The spokesman did not provide details on Abdulmutallab’s previous stay in Yemen, saying only that the government gave him a visa after security officials were “reassured that he had been granted visas by friendly countries, and still held a valid visa to the US, where he had visited before.”
Students at the Institute of Languages in Sanaa’s old city said Abdulmutallab studied at the school and lived in student housing. He was in Yemen between August and early this month, they said.
“He was normal and mixed with women and dealt with all people normally,” an American student said, asking not to be identified.
Abdulmutallab, 23, is a Nigerian Muslim and the son of a wealthy banker.
US security officials have saidthat he is suspected of receiving training from al-Qaeda. But the US government has been cautious about linking the failed attack to Osama bin Laden’s network.

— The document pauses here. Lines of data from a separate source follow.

//! Bitstream encoder.

use byteorder::{ByteOrder, LittleEndian};
use tracing::trace;

use crate::types::{TypeTag, FRAME_PREFIX_LEN};

const INITIAL_CAPACITY: usize = 256;

/// Writer accumulates tagged values into a message payload.
///
/// Every `put_*` call appends one tag byte followed by the value's payload.
/// None of them can fail; the only observable effect is buffer growth.
pub struct Writer {
    buffer: Vec<u8>,
}

impl Writer {
    /// Creates a new writer with default capacity.
    pub fn new() -> Self {
        Self::with_capacity(INITIAL_CAPACITY)
    }

    /// Creates a new writer with the specified capacity.
    pub fn with_capacity(capacity: usize) -> Self {
        Self {
            buffer: Vec::with_capacity(capacity),
        }
    }

    /// Returns the number of payload bytes written so far.
    pub fn len(&self) -> usize {
        self.buffer.len()
    }

    /// Returns true if nothing has been written.
    pub fn is_empty(&self) -> bool {
        self.buffer.is_empty()
    }

    /// Returns the payload as a slice, without the frame prefix.
    pub fn as_bytes(&self) -> &[u8] {
        &self.buffer
    }

    /// Discards everything written so far.
    pub fn reset(&mut self) {
        self.buffer.clear();
    }

    #[inline]
    fn put_tag(&mut self, tag: TypeTag) {
        self.buffer.push(tag.as_u8());
    }

    /// Writes a tagged byte.
    pub fn put_byte(&mut self, value: u8) {
        self.put_tag(TypeTag::Byte);
        self.buffer.push(value);
    }

    /// Writes a tagged 32-bit signed integer (little-endian).
    pub fn put_int32(&mut self, value: i32) {
        let mut buf = [0u8; 4];
        LittleEndian::write_i32(&mut buf, value);
        self.put_tag(TypeTag::Int32);
        self.buffer.extend_from_slice(&buf);
    }

    /// Writes a tagged 32-bit float (IEEE 754, little-endian).
    pub fn put_float32(&mut self, value: f32) {
        let mut buf = [0u8; 4];
        LittleEndian::write_f32(&mut buf, value);
        self.put_tag(TypeTag::Float32);
        self.buffer.extend_from_slice(&buf);
    }

    /// Writes a tagged boolean.
    pub fn put_bool(&mut self, value: bool) {
        self.put_tag(TypeTag::Bool);
        self.buffer.push(u8::from(value));
    }

    /// Writes a tagged, length-prefixed string.
    pub fn put_string(&mut self, value: &str) {
        self.put_string_bytes(value.as_bytes());
    }

    /// Writes raw bytes under the STRING tag.
    ///
    /// The content is not inspected. Its length must fit in an `i32`.
    pub fn put_string_bytes(&mut self, value: &[u8]) {
        let mut len = [0u8; 4];
        LittleEndian::write_i32(&mut len, value.len() as i32);
        self.put_tag(TypeTag::String);
        self.buffer.extend_from_slice(&len);
        self.buffer.extend_from_slice(value);
    }

    /// Returns the framed message: a 4-byte little-endian payload length
    /// followed by the payload.
    ///
    /// The writer keeps its contents; call [`Writer::reset`] to reuse it.
    pub fn finish(&self) -> Vec<u8> {
        let mut frame = Vec::with_capacity(FRAME_PREFIX_LEN + self.buffer.len());
        let mut prefix = [0u8; FRAME_PREFIX_LEN];
        LittleEndian::write_u32(&mut prefix, self.buffer.len() as u32);
        frame.extend_from_slice(&prefix);
        frame.extend_from_slice(&self.buffer);
        trace!(payload_len = self.buffer.len(), "finished frame");
        frame
    }
}

impl Default for Writer {
    fn default() -> Self {
        Self::new()
    }
}

#[cfg(test)]
mod tests {
    use super::*;

    #[test]
    fn test_put_byte() {
        let mut writer = Writer::new();
        writer.put_byte(0);
        writer.put_byte(255);
        assert_eq!(writer.as_bytes(), &[1, 0, 1, 255]);
    }

    #[test]
    fn test_put_int32() {
        let mut writer = Writer::new();
        writer.put_int32(95959);
        assert_eq!(writer.as_bytes(), &[2, 0xd7, 0x76, 0x01, 0x00]);

        let mut writer = Writer::new();
        writer.put_int32(-1);
        assert_eq!(writer.as_bytes(), &[2, 0xff, 0xff, 0xff, 0xff]);

        let mut writer = Writer::new();
        writer.put_int32(i32::MIN);
        assert_eq!(writer.as_bytes(), &[2, 0x00, 0x00, 0x00, 0x80]);
    }

    #[test]
    fn test_put_float32() {
        let mut writer = Writer::new();
        writer.put_float32(1.0);
        assert_eq!(writer.as_bytes(), &[3, 0x00, 0x00, 0x80, 0x3f]);
    }

    #[test]
    fn test_put_bool() {
        let mut writer = Writer::new();
        writer.put_bool(true);
        writer.put_bool(false);
        assert_eq!(writer.as_bytes(), &[4, 1, 4, 0]);
    }

    #[test]
    fn test_put_string() {
        let mut writer = Writer::new();
        writer.put_string("hello");
        assert_eq!(
            writer.as_bytes(),
            &[5, 5, 0, 0, 0, b'h', b'e', b'l', b'l', b'o']
        );

        let mut writer = Writer::new();
        writer.put_string("");
        assert_eq!(writer.as_bytes(), &[5, 0, 0, 0, 0]);
    }

    #[test]
    fn test_finish_prefixes_length() {
        let mut writer = Writer::new();
        writer.put_byte(7);
        writer.put_bool(true);
        let frame = writer.finish();
        assert_eq!(frame, vec![4, 0, 0, 0, 1, 7, 4, 1]);

        // finish leaves the payload in place
        assert_eq!(writer.len(), 4);
        assert_eq!(writer.finish(), frame);
    }

    #[test]
    fn test_finish_empty() {
        let writer = Writer::new();
        assert_eq!(writer.finish(), vec![0, 0, 0, 0]);
    }

    #[test]
    fn test_reset() {
        let mut writer = Writer::new();
        writer.put_string("discard me");
        writer.reset();
        assert!(writer.is_empty());
        writer.put_byte(9);
        assert_eq!(writer.as_bytes(), &[1, 9]);
    }
}
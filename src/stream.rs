//! Frame transport over `std::io` streams.
//!
//! Enabled with the `io` feature. The codec itself never touches I/O; these
//! adapters only move whole frames between a [`Writer`] and a byte stream.
//!
//! # Example
//!
//! ```rust
//! use std::io::Cursor;
//! use bitstream::stream::{FrameReader, FrameWriter};
//! use bitstream::{Reader, Result, Writer};
//!
//! fn main() -> Result<()> {
//!     let mut buffer = Vec::new();
//!
//!     {
//!         let mut stream = FrameWriter::new(&mut buffer);
//!
//!         let mut msg = Writer::new();
//!         msg.put_byte(3);
//!         msg.put_string("hello");
//!         stream.write_message(&msg)?;
//!         stream.flush()?;
//!     }
//!
//!     let mut stream = FrameReader::new(Cursor::new(&buffer));
//!     let payload = stream.read_frame()?;
//!     let mut reader = Reader::from_payload(&payload)?;
//!     assert_eq!(reader.get_byte()?, 3);
//!     assert_eq!(reader.get_string()?, "hello");
//!     Ok(())
//! }
//! ```

use std::io::{self, BufReader, BufWriter, ErrorKind, Read, Write};

use byteorder::{ByteOrder, LittleEndian, ReadBytesExt, WriteBytesExt};
use tracing::{debug, trace};

use crate::error::{Error, Result};
use crate::types::FRAME_PREFIX_LEN;
use crate::writer::Writer;

/// Default buffer capacity for frame readers/writers.
const DEFAULT_BUFFER_CAPACITY: usize = 8192;

/// Maximum payload size accepted by a [`FrameReader`] (64 MB by default).
const DEFAULT_MAX_FRAME_SIZE: usize = 64 * 1024 * 1024;

/// Maps a short read to [`Error::UnexpectedEof`].
fn read_error(e: io::Error) -> Error {
    if e.kind() == ErrorKind::UnexpectedEof {
        Error::UnexpectedEof
    } else {
        Error::from(e)
    }
}

/// FrameWriter writes length-prefixed messages to a byte stream.
pub struct FrameWriter<W: Write> {
    inner: BufWriter<W>,
}

impl<W: Write> FrameWriter<W> {
    /// Creates a new FrameWriter wrapping the given writer.
    pub fn new(writer: W) -> Self {
        Self::with_capacity(DEFAULT_BUFFER_CAPACITY, writer)
    }

    /// Creates a new FrameWriter with the specified buffer capacity.
    pub fn with_capacity(capacity: usize, writer: W) -> Self {
        Self {
            inner: BufWriter::with_capacity(capacity, writer),
        }
    }

    /// Writes a payload prefixed with its little-endian length.
    pub fn write_frame(&mut self, payload: &[u8]) -> Result<()> {
        self.inner.write_u32::<LittleEndian>(payload.len() as u32)?;
        self.inner.write_all(payload)?;
        trace!(payload_len = payload.len(), "wrote frame");
        Ok(())
    }

    /// Writes the contents of `message` as one frame.
    ///
    /// Produces the same bytes as [`Writer::finish`].
    pub fn write_message(&mut self, message: &Writer) -> Result<()> {
        self.write_frame(message.as_bytes())
    }

    /// Flushes the underlying buffer.
    pub fn flush(&mut self) -> Result<()> {
        self.inner.flush().map_err(Error::from)
    }

    /// Consumes this FrameWriter, returning the underlying writer.
    ///
    /// Buffered data is flushed first.
    pub fn into_inner(self) -> Result<W> {
        self.inner.into_inner().map_err(|e| Error::from(e.into_error()))
    }
}

/// FrameReader reads length-prefixed messages from a byte stream.
pub struct FrameReader<R: Read> {
    inner: BufReader<R>,
    max_frame_size: usize,
}

impl<R: Read> FrameReader<R> {
    /// Creates a new FrameReader wrapping the given reader.
    pub fn new(reader: R) -> Self {
        Self::with_capacity(DEFAULT_BUFFER_CAPACITY, reader)
    }

    /// Creates a new FrameReader with the specified buffer capacity.
    pub fn with_capacity(capacity: usize, reader: R) -> Self {
        Self {
            inner: BufReader::with_capacity(capacity, reader),
            max_frame_size: DEFAULT_MAX_FRAME_SIZE,
        }
    }

    /// Sets the maximum allowed payload size.
    pub fn set_max_frame_size(&mut self, size: usize) {
        self.max_frame_size = size;
    }

    /// Reads one frame and returns its payload.
    pub fn read_frame(&mut self) -> Result<Vec<u8>> {
        let length = self.inner.read_u32::<LittleEndian>().map_err(read_error)?;
        self.read_payload(length as usize)
    }

    /// Attempts to read a frame, returning None if the stream is at EOF.
    pub fn try_read_frame(&mut self) -> Result<Option<Vec<u8>>> {
        match self.try_read_prefix()? {
            Some(length) => self.read_payload(length).map(Some),
            None => Ok(None),
        }
    }

    /// Returns an iterator over frame payloads in the stream.
    pub fn frames(&mut self) -> FrameIter<'_, R> {
        FrameIter { reader: self }
    }

    fn read_payload(&mut self, length: usize) -> Result<Vec<u8>> {
        if length > self.max_frame_size {
            debug!(length, max = self.max_frame_size, "rejecting oversized frame");
            return Err(Error::FrameTooLarge {
                size: length,
                max: self.max_frame_size,
            });
        }

        let mut data = vec![0u8; length];
        self.inner.read_exact(&mut data).map_err(read_error)?;
        trace!(payload_len = length, "read frame");
        Ok(data)
    }

    /// Reads the length prefix, returning None on a clean EOF before it.
    fn try_read_prefix(&mut self) -> Result<Option<usize>> {
        let mut prefix = [0u8; FRAME_PREFIX_LEN];
        let mut filled = 0;

        while filled < FRAME_PREFIX_LEN {
            match self.inner.read(&mut prefix[filled..]) {
                Ok(0) if filled == 0 => return Ok(None),
                Ok(0) => return Err(Error::UnexpectedEof),
                Ok(n) => filled += n,
                Err(e) if e.kind() == ErrorKind::Interrupted => continue,
                Err(e) => return Err(Error::from(e)),
            }
        }

        Ok(Some(LittleEndian::read_u32(&prefix) as usize))
    }
}

/// Iterator over frame payloads in a stream.
pub struct FrameIter<'a, R: Read> {
    reader: &'a mut FrameReader<R>,
}

impl<R: Read> Iterator for FrameIter<'_, R> {
    type Item = Result<Vec<u8>>;

    fn next(&mut self) -> Option<Self::Item> {
        self.reader.try_read_frame().transpose()
    }
}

Abdulmutallab’s family has said he traveled to Yemen, where he cut ties with them.
The Yemeni spokesman said that security agencies are investigating “the parties with whom the accused Nigerian was in contact during his time in Yemen.”
He said the results will be “sent to US agencies investigating the attempted attack, within the framework of US-Yemeni cooperation on security and fighting terrorism.”
The spokesman condemned the attack, and said his country, “which has suffered much from terrorism,” remains “an active partner in the international community in the war against terrorism.”
“The Yemeni security services continue to track and carry out operations against the terrorists of Al-Qaeda,” he said.
Al-Qaeda in the Arabian Peninsula, which is active in Yemen and Saudi Arabia, said in an Internet posting on Monday that it masterminded the attempted bombing. It said the attack was in response to “unjust American aggression” on the Arabian Peninsula.
The group said a “technical fault” caused the plot’s failure, US monitoring group SITE Intelligence said. The statement was accompanied by a picture of Abdulmutallab, who was described as the “Nigerian brother,” and boasted he “was able to breach all the modern and sophisticated technologies and checkpoints at the airports around the world,” said IntelCenter, another US monitoring group.
“His act has dealt a huge blow to the myth of American and global intelligence services and showed how fragile its structure is,” the statement said.